Task instructions
Once every line holding "TransitionHost" in the listing below has been found, give their number and nothing more.

Data for review
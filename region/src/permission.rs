//! Authorization predicate for every inventory operation.

use core::net::IpAddr;

use tracing::debug;

use crate::{
    error::CoreError,
    model::{HostId, InterfaceId, SubnetId},
};

/// An authenticated caller.
#[derive(Debug, Clone, PartialEq, Eq)]
pub struct Principal {
    pub name: String,
    pub admin: bool,
}

#[derive(Debug, Clone, Copy, PartialEq, Eq)]
pub enum Action {
    ReadInventory,
    TransitionHost,
    CreateSubnet,
    DeleteSubnet,
    ScanSubnet,
    DeclareRange,
    CreateHost,
    DeleteHost,
    CreateInterface,
    DeleteInterface,
    AssignAddress,
    ReleaseAddress,
    OverrideHostStatus,
    ReadAudit,
}

impl Action {
    #[must_use]
    pub const fn requires_admin(self) -> bool {
        !matches!(self, Self::ReadInventory | Self::TransitionHost)
    }
}

/// What an action is aimed at. Only used for diagnostics, never for the decision.
#[derive(Debug, Clone, Copy, PartialEq, Eq)]
pub enum Target {
    Inventory,
    Subnet(SubnetId),
    Host(HostId),
    Interface(InterfaceId),
    Address(IpAddr),
}

/// Allows `action` on `target` for `principal`.
///
/// Every refusal is the same [`CoreError::PermissionDenied`], whether the caller
/// is anonymous, unknown, or lacks the admin role, and whether the target exists.
///
/// # Errors
///
/// Returns [`CoreError::PermissionDenied`] when the caller may not perform `action`.
pub fn authorize<'p>(
    principal: Option<&'p Principal>,
    action: Action,
    target: &Target,
) -> Result<&'p Principal, CoreError> {
    match principal {
        Some(p) if p.admin || !action.requires_admin() => Ok(p),
        _ => {
            debug!(
                user = principal.map(|p| p.name.as_str()),
                ?action,
                ?target,
                "Denied"
            );
            Err(CoreError::PermissionDenied)
        }
    }
}

#[cfg(test)]
mod tests {
    use super::*;

    #[test]
    fn admin_may_do_everything() {
        let admin = Principal {
            name: "root".to_owned(),
            admin: true,
        };
        for action in [Action::ScanSubnet, Action::DeleteSubnet, Action::ReadInventory] {
            assert!(authorize(Some(&admin), action, &Target::Inventory).is_ok(), "{action:?}");
        }
    }

    #[test]
    fn denial_is_uniform() {
        let user = Principal {
            name: "alice".to_owned(),
            admin: false,
        };
        assert!(authorize(Some(&user), Action::ReadInventory, &Target::Inventory).is_ok(), "read");
        assert!(authorize(Some(&user), Action::TransitionHost, &Target::Host(1)).is_ok(), "self-service");

        let denials = [
            authorize(Some(&user), Action::ScanSubnet, &Target::Subnet(1)),
            authorize(Some(&user), Action::DeleteSubnet, &Target::Subnet(999)),
            authorize(Some(&user), Action::OverrideHostStatus, &Target::Host(1)),
            authorize(None, Action::ReadInventory, &Target::Inventory),
        ];
        for denial in denials {
            let err = denial.unwrap_err();
            assert!(matches!(err, CoreError::PermissionDenied), "{err:?}");
            assert_eq!(err.to_string(), crate::error::PERMISSION_DENIED_MESSAGE);
        }
    }
}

Response to the task
3